The sinking of the Pakistani submarine Ghazi represents one of the most important events in the history of naval warfare. It not only brings out the difficulties and complexities of Anti-Submarine warfare in reality but also illustrates the brilliant planning, strategy and execution of events by the Indian Navy to put an end to the significant and strategic threat posed by this deadly submarine.

In 1963,the US Government approved the transfer of a Tench class submarine, the USS Diablo to the Pakistan Navy on a four-year lease. After an extensive overhaul and conversion to "Fleet Snorkel" configuration, the transfer took place on 1 June 1964.The submarine was renamed "PNS Ghazi"(SS 479) and arrived in Karachi in September 1964.The Ghazi carried 28 21 inch torpedoes and had an incredible range of 11000 miles which meant that she could stay at sea for more than a month at a stretch. With the Ghazi, the Pakistan navy enjoyed a clear advantage over the Indian Navy, which did not operate submarines as yet.


image002.jpg



PNS Ghazi in 1965 War

The Ghazi was deployed by the Pakistan Navy for operations during the 1965 Indo-Pakistan War. In September 1965, PNS Ghazi was deployed off the Bombay coast with specific orders to attack only the heavier units of the Indian Navy. On 9 September at 1230 hrs, the Indian Navy frigate INS Beas picked up a sonar contact and carried out an attack but the contact was lost soon afterwards.

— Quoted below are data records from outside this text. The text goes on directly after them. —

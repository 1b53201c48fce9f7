//! Operands: whatever may stand on either side of a forwarded operator.
//!
//! A readable property contributes its value (one getter call), a registered
//! raw type contributes itself. Routing both through one trait keeps the
//! operator impls on [`Property`] free of overlap between "property ⊕ raw"
//! and "property ⊕ property".
//!
//! Raw types have to be registered with [`impl_operand!`](crate::impl_operand)
//! (or `#[derive(Operand)]`). Registration also generates the reversed forms,
//! so `raw ⊕ property` works too. Comparisons in that direction need the
//! property to hold the raw type itself; `&&` and `||` come from the
//! [`Operand::and`] and [`Operand::or`] methods.

use crate::binding::Get;
use crate::caps::{Forward, Forwarded, OpAnd, OpOr};

use super::Property;

/// A value that can feed a forwarded operator.
pub trait Operand {
    /// What the operator actually sees.
    type Value;

    fn into_operand(self) -> Self::Value;

    /// Used where only a borrow is available (`==`, `<`, ...).
    fn to_operand(&self) -> Self::Value;

    /// `self && rhs`. Both sides are read, as with an overloaded `&&`.
    ///
    /// ```
    /// use core::cell::Cell;
    /// use tola_props::prelude::*;
    ///
    /// let armed = Cell::new(true);
    /// let p = Bound::new(&armed).read_only(|c: &Cell<bool>| c.get());
    /// assert!(true.and(p));
    /// assert!(!false.and(p));
    /// ```
    #[inline]
    fn and<R: Operand>(&self, rhs: R) -> Forwarded<Self::Value, OpAnd, R::Value>
    where
        Self::Value: Forward<OpAnd, R::Value>,
    {
        <Self::Value as Forward<OpAnd, R::Value>>::forward(self.to_operand(), rhs.into_operand())
    }

    /// `self || rhs`. Both sides are read.
    #[inline]
    fn or<R: Operand>(&self, rhs: R) -> Forwarded<Self::Value, OpOr, R::Value>
    where
        Self::Value: Forward<OpOr, R::Value>,
    {
        <Self::Value as Forward<OpOr, R::Value>>::forward(self.to_operand(), rhs.into_operand())
    }
}

impl<B, T, G: Get<B, T>, S> Operand for Property<B, T, G, S> {
    type Value = T;

    #[inline(always)]
    fn into_operand(self) -> T {
        self.get()
    }

    #[inline(always)]
    fn to_operand(&self) -> T {
        self.get()
    }
}

impl<B, T, G: Get<B, T>, S> Operand for &Property<B, T, G, S> {
    type Value = T;

    #[inline(always)]
    fn into_operand(self) -> T {
        self.get()
    }

    #[inline(always)]
    fn to_operand(&self) -> T {
        (**self).get()
    }
}

/// Register raw types as operands.
///
/// ```
/// use core::cell::Cell;
/// use tola_props::prelude::*;
///
/// #[derive(Debug, Clone, Copy, PartialEq, PartialOrd)]
/// struct Volts(f32);
///
/// impl core::ops::Sub for Volts {
///     type Output = Volts;
///     fn sub(self, rhs: Volts) -> Volts { Volts(self.0 - rhs.0) }
/// }
///
/// tola_props::impl_operand!(Volts);
///
/// let rail = Cell::new(Volts(5.0));
/// let p = Bound::new(&rail).read_only(|c: &Cell<Volts>| c.get());
/// assert_eq!(&p - Volts(1.5), Volts(3.5));
/// assert_eq!(Volts(6.0) - &p, Volts(1.0));
/// assert!(p > Volts(3.3));
/// ```
///
/// Generic types list their parameters in brackets first:
///
/// ```
/// #[derive(Clone)]
/// struct Tagged<T>(T);
///
/// tola_props::impl_operand!([T: Clone] Tagged<T>);
/// ```
#[macro_export]
macro_rules! impl_operand {
    (@impl [$($g:tt)*] $ty:ty) => {
        impl<$($g)*> $crate::Operand for $ty
        where
            $ty: ::core::clone::Clone,
        {
            type Value = $ty;

            #[inline(always)]
            fn into_operand(self) -> $ty {
                self
            }

            #[inline(always)]
            fn to_operand(&self) -> $ty {
                ::core::clone::Clone::clone(self)
            }
        }

        $crate::__impl_reverse_ops!([$($g)*] $ty);
    };

    ([$($g:tt)*] $ty:ty) => {
        $crate::impl_operand!(@impl [$($g)*,] $ty);
    };

    ($($ty:ty),+ $(,)?) => {
        $($crate::impl_operand!(@impl [] $ty);)+
    };
}

/// `raw ⊕ property` for every forwarded std operator.
#[doc(hidden)]
#[macro_export]
macro_rules! __impl_reverse_ops {
    ($generics:tt $ty:ty) => {
        $crate::__impl_reverse_op!($generics $ty; Add add OpAdd);
        $crate::__impl_reverse_op!($generics $ty; Sub sub OpSub);
        $crate::__impl_reverse_op!($generics $ty; Mul mul OpMul);
        $crate::__impl_reverse_op!($generics $ty; Div div OpDiv);
        $crate::__impl_reverse_op!($generics $ty; Rem rem OpRem);
        $crate::__impl_reverse_op!($generics $ty; BitAnd bitand OpBitAnd);
        $crate::__impl_reverse_op!($generics $ty; BitOr bitor OpBitOr);
        $crate::__impl_reverse_op!($generics $ty; BitXor bitxor OpBitXor);
        $crate::__impl_reverse_op!($generics $ty; Shl shl OpShl);
        $crate::__impl_reverse_op!($generics $ty; Shr shr OpShr);
        $crate::__impl_reverse_cmp!($generics $ty);
    };
}

#[doc(hidden)]
#[macro_export]
macro_rules! __impl_reverse_op {
    ([$($g:tt)*] $ty:ty; $Trait:ident $method:ident $Op:ident) => {
        impl<$($g)* __B, __T, __G, __S> ::core::ops::$Trait<$crate::Property<__B, __T, __G, __S>>
            for $ty
        where
            __G: $crate::binding::Get<__B, __T>,
            $ty: $crate::caps::Forward<$crate::caps::$Op, __T>,
        {
            type Output = $crate::caps::Forwarded<$ty, $crate::caps::$Op, __T>;

            #[inline(always)]
            fn $method(self, rhs: $crate::Property<__B, __T, __G, __S>) -> Self::Output {
                <$ty as $crate::caps::Forward<$crate::caps::$Op, __T>>::forward(self, rhs.get())
            }
        }

        impl<'__p, $($g)* __B, __T, __G, __S>
            ::core::ops::$Trait<&'__p $crate::Property<__B, __T, __G, __S>> for $ty
        where
            __G: $crate::binding::Get<__B, __T>,
            $ty: $crate::caps::Forward<$crate::caps::$Op, __T>,
        {
            type Output = $crate::caps::Forwarded<$ty, $crate::caps::$Op, __T>;

            #[inline(always)]
            fn $method(self, rhs: &'__p $crate::Property<__B, __T, __G, __S>) -> Self::Output {
                <$ty as $crate::caps::Forward<$crate::caps::$Op, __T>>::forward(self, rhs.get())
            }
        }
    };
}

/// `raw == property` and `raw < property` against a property of the same
/// value type. Pinning the value type keeps `$ty: PartialOrd<?>` from
/// resolving back into these impls.
#[doc(hidden)]
#[macro_export]
macro_rules! __impl_reverse_cmp {
    ([$($g:tt)*] $ty:ty) => {
        impl<$($g)* __B, __G, __S> ::core::cmp::PartialEq<$crate::Property<__B, $ty, __G, __S>>
            for $ty
        where
            __G: $crate::binding::Get<__B, $ty>,
            $ty: ::core::cmp::PartialEq,
        {
            #[inline]
            fn eq(&self, other: &$crate::Property<__B, $ty, __G, __S>) -> bool {
                ::core::cmp::PartialEq::eq(self, &other.get())
            }
        }

        impl<$($g)* __B, __G, __S> ::core::cmp::PartialOrd<$crate::Property<__B, $ty, __G, __S>>
            for $ty
        where
            __G: $crate::binding::Get<__B, $ty>,
            $ty: ::core::cmp::PartialOrd,
        {
            #[inline]
            fn partial_cmp(
                &self,
                other: &$crate::Property<__B, $ty, __G, __S>,
            ) -> ::core::option::Option<::core::cmp::Ordering> {
                ::core::cmp::PartialOrd::partial_cmp(self, &other.get())
            }
        }
    };
}

impl_operand!(
    i8, i16, i32, i64, i128, isize,
    u8, u16, u32, u64, u128, usize,
    f32, f64, bool, char,
    core::time::Duration,
);

impl_operand!(['a] &'a str);
impl_operand!([T: Clone] core::num::Wrapping<T>);

#[cfg(feature = "alloc")]
impl_operand!(alloc::string::String);
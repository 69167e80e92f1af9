//! Local BERT sentence encoder, mean pooled and unit length.

use candle_core::{Device, Tensor};
use candle_nn::VarBuilder;
use candle_transformers::models::bert::{BertModel, Config, DTYPE};
use std::path::Path;
use tokenizers::Tokenizer;
use tracing::info;

use super::embedding::Embedder;
use crate::error::EmbedError;

pub struct BertEmbedder {
    model: BertModel,
    tokenizer: Tokenizer,
    device: Device,
}

fn backend<E: std::fmt::Display>(e: E) -> EmbedError {
    EmbedError::Backend(e.to_string())
}

impl BertEmbedder {
    /// Loads `config.json`, `tokenizer.json` and `model.safetensors` from `dir`.
    /// Never touches the network.
    pub fn load(dir: &Path) -> Result<Self, EmbedError> {
        let device = Device::Cpu;

        let config = std::fs::read_to_string(dir.join("config.json")).map_err(backend)?;
        let config: Config = serde_json::from_str(&config).map_err(backend)?;
        let tokenizer = Tokenizer::from_file(dir.join("tokenizer.json")).map_err(backend)?;

        let weights = dir.join("model.safetensors");
        let vb = unsafe { VarBuilder::from_mmaped_safetensors(&[weights], DTYPE, &device) }
            .map_err(backend)?;
        let model = BertModel::load(vb, &config).map_err(backend)?;

        info!("Loaded sentence encoder from {}", dir.display());
        Ok(Self { model, tokenizer, device })
    }

    fn embed_one(&self, text: &str) -> Result<Vec<f32>, EmbedError> {
        let tokens = self.tokenizer.encode(text, true).map_err(backend)?;
        let token_ids = Tensor::new(tokens.get_ids(), &self.device)
            .and_then(|t| t.unsqueeze(0))
            .map_err(backend)?;
        let token_type_ids = token_ids.zeros_like().map_err(backend)?;

        let hidden = self
            .model
            .forward(&token_ids, &token_type_ids, None)
            .map_err(backend)?;

        let (_batch, n_tokens, _hidden) = hidden.dims3().map_err(backend)?;
        let pooled = hidden
            .sum(1)
            .and_then(|t| t / (n_tokens.max(1) as f64))
            .map_err(backend)?;
        let norm = pooled
            .sqr()
            .and_then(|t| t.sum_keepdim(1))
            .and_then(|t| t.sqrt())
            .map_err(backend)?;
        let unit = pooled
            .broadcast_div(&norm)
            .and_then(|t| t.squeeze(0))
            .map_err(backend)?;

        unit.to_vec1::<f32>().map_err(backend)
    }
}

impl Embedder for BertEmbedder {
    fn encode(&self, texts: &[&str]) -> Result<Vec<Vec<f32>>, EmbedError> {
        texts.iter().map(|text| self.embed_one(text)).collect()
    }
}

On 11 September, one Alize aircraft flew directly over the Ghazi when she was snorkeling and failed to detect her. Ghazi returned to Karachi to rectify her defective ECM equipment and resumed patrol on 15 September. On 17 September, the Indian Navy sent out 5 escorts to search an area of 5000 square miles in the southern approaches to Bombay and picked up several sonar contacts, which were attacked. However, the Ghazi was unaware of such attacks and hence was assumed to be nowhere near that area. Though the Ghazi in reality caused no damage to the Indian Navy during the war, her 'Record of Service' indicated that she had fired 4 torpedoes on an Indian Type 41 AA frigate, the INS Brahmaputra on 22 September and "heard" 3 hits. Ghazi returned to Karachi on 23 September, where her Captain was undeservingly decorated for having "sunk" the Indian frigate Brahmaputra. However in reality, the Brahmaputra had faced no such attacks and had to be paraded along with other ships of her class to satisfy the media. After the cease-fire, foreign naval attaches from New Delhi were invited onboard the Brahmaputra in Bombay to show that the ship was still afloat and fighting fit. The Indian navy had to wait another 6 years for its revenge!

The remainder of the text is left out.